§ **Data records**
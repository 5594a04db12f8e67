// src/commands/pending.rs
//! Inspect and clear pending rebuilds

use super::Context;
use anyhow::{Context as _, Result};
use repkg::{PackageBackend, RebuildResolver};

/// Print pending packages
pub fn cmd_list(ctx: &Context, backend: &dyn PackageBackend, detail: bool) -> Result<()> {
    let lines = pending_lines(ctx, backend, detail)?;
    if detail {
        for line in lines {
            println!("{}", line);
        }
    } else if !lines.is_empty() {
        println!("{}", lines.join(" "));
    }
    Ok(())
}

/// Pending package names, or `name: Triggered by ...` lines with `detail`
fn pending_lines(ctx: &Context, backend: &dyn PackageBackend, detail: bool) -> Result<Vec<String>> {
    let Some(mut conn) = ctx.open_existing_db()? else {
        return Ok(Vec::new());
    };

    let resolver = RebuildResolver::new(&mut conn, backend, ctx.privilege);
    let lines = if detail {
        resolver.list_detail_pkgs()
    } else {
        resolver.list_pkgs()
    };
    lines.context("Failed to read pending rebuilds")
}

/// Forget pending rebuilds of `packages`, or all of them
pub fn cmd_clear(ctx: &Context, backend: &dyn PackageBackend, packages: &[String]) -> Result<()> {
    ctx.privilege.require_root("clear")?;

    let mut conn = ctx.open_db()?;
    RebuildResolver::new(&mut conn, backend, ctx.privilege)
        .clear(packages)
        .context("Failed to clear pending rebuilds")?;
    Ok(())
}

#[cfg(test)]
mod tests {
    use super::*;
    use crate::commands::test_support::context;
    use repkg::db::models::PendingRebuild;
    use repkg::{MemoryBackend, Privilege};
    use tempfile::TempDir;

    #[test]
    fn test_list_without_database() {
        let temp = TempDir::new().unwrap();
        let ctx = context(&temp, Privilege::User);
        let backend = MemoryBackend::new();

        assert!(pending_lines(&ctx, &backend, false).unwrap().is_empty());
        cmd_list(&ctx, &backend, true).unwrap();
    }

    #[test]
    fn test_list_and_clear() {
        let temp = TempDir::new().unwrap();
        let ctx = context(&temp, Privilege::Root);
        let backend = MemoryBackend::new();

        let conn = ctx.open_db().unwrap();
        PendingRebuild::insert(&conn, "libfoo", "libbar").unwrap();
        PendingRebuild::insert(&conn, "libfoo", "glibc").unwrap();
        PendingRebuild::insert(&conn, "app", "qt5-base").unwrap();
        drop(conn);

        assert_eq!(pending_lines(&ctx, &backend, false).unwrap(), vec!["app", "libfoo"]);
        assert_eq!(
            pending_lines(&ctx, &backend, true).unwrap(),
            vec!["app: Triggered by qt5-base", "libfoo: Triggered by glibc, libbar"]
        );

        cmd_clear(&ctx, &backend, &["app".to_string()]).unwrap();
        assert_eq!(pending_lines(&ctx, &backend, false).unwrap(), vec!["libfoo"]);

        cmd_clear(&ctx, &backend, &[]).unwrap();
        assert!(pending_lines(&ctx, &backend, false).unwrap().is_empty());
    }

    #[test]
    fn test_clear_requires_root() {
        let temp = TempDir::new().unwrap();
        let ctx = context(&temp, Privilege::User);
        let backend = MemoryBackend::new();
        assert!(cmd_clear(&ctx, &backend, &[]).is_err());
    }
}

§ **Description of the task**
All the records shown above need to be given again exactly.

§ **Response for this exercise**
repository 5594a04db12f8e67
// src/commands/pending.rs
//! Inspect and clear pending rebuilds

use super::Context;
use anyhow::{Context as _, Result};
use repkg::{PackageBackend, RebuildResolver};

/// Print pending packages
pub fn cmd_list(ctx: &Context, backend: &dyn PackageBackend, detail: bool) -> Result<()> {
    let lines = pending_lines(ctx, backend, detail)?;
    if detail {
        for line in lines {
            println!("{}", line);
        }
    } else if !lines.is_empty() {
        println!("{}", lines.join(" "));
    }
    Ok(())
}

/// Pending package names, or `name: Triggered by ...` lines with `detail`
fn pending_lines(ctx: &Context, backend: &dyn PackageBackend, detail: bool) -> Result<Vec<String>> {
    let Some(mut conn) = ctx.open_existing_db()? else {
        return Ok(Vec::new());
    };

    let resolver = RebuildResolver::new(&mut conn, backend, ctx.privilege);
    let lines = if detail {
        resolver.list_detail_pkgs()
    } else {
        resolver.list_pkgs()
    };
    lines.context("Failed to read pending rebuilds")
}

/// Forget pending rebuilds of `packages`, or all of them
pub fn cmd_clear(ctx: &Context, backend: &dyn PackageBackend, packages: &[String]) -> Result<()> {
    ctx.privilege.require_root("clear")?;

    let mut conn = ctx.open_db()?;
    RebuildResolver::new(&mut conn, backend, ctx.privilege)
        .clear(packages)
        .context("Failed to clear pending rebuilds")?;
    Ok(())
}

#[cfg(test)]
mod tests {
    use super::*;
    use crate::commands::test_support::context;
    use repkg::db::models::PendingRebuild;
    use repkg::{MemoryBackend, Privilege};
    use tempfile::TempDir;

    #[test]
    fn test_list_without_database() {
        let temp = TempDir::new().unwrap();
        let ctx = context(&temp, Privilege::User);
        let backend = MemoryBackend::new();

        assert!(pending_lines(&ctx, &backend, false).unwrap().is_empty());
        cmd_list(&ctx, &backend, true).unwrap();
    }

    #[test]
    fn test_list_and_clear() {
        let temp = TempDir::new().unwrap();
        let ctx = context(&temp, Privilege::Root);
        let backend = MemoryBackend::new();

        let conn = ctx.open_db().unwrap();
        PendingRebuild::insert(&conn, "libfoo", "libbar").unwrap();
        PendingRebuild::insert(&conn, "libfoo", "glibc").unwrap();
        PendingRebuild::insert(&conn, "app", "qt5-base").unwrap();
        drop(conn);

        assert_eq!(pending_lines(&ctx, &backend, false).unwrap(), vec!["app", "libfoo"]);
        assert_eq!(
            pending_lines(&ctx, &backend, true).unwrap(),
            vec!["app: Triggered by qt5-base", "libfoo: Triggered by glibc, libbar"]
        );

        cmd_clear(&ctx, &backend, &["app".to_string()]).unwrap();
        assert_eq!(pending_lines(&ctx, &backend, false).unwrap(), vec!["libfoo"]);

        cmd_clear(&ctx, &backend, &[]).unwrap();
        assert!(pending_lines(&ctx, &backend, false).unwrap().is_empty());
    }

    #[test]
    fn test_clear_requires_root() {
        let temp = TempDir::new().unwrap();
        let ctx = context(&temp, Privilege::User);
        let backend = MemoryBackend::new();
        assert!(cmd_clear(&ctx, &backend, &[]).is_err());
    }
}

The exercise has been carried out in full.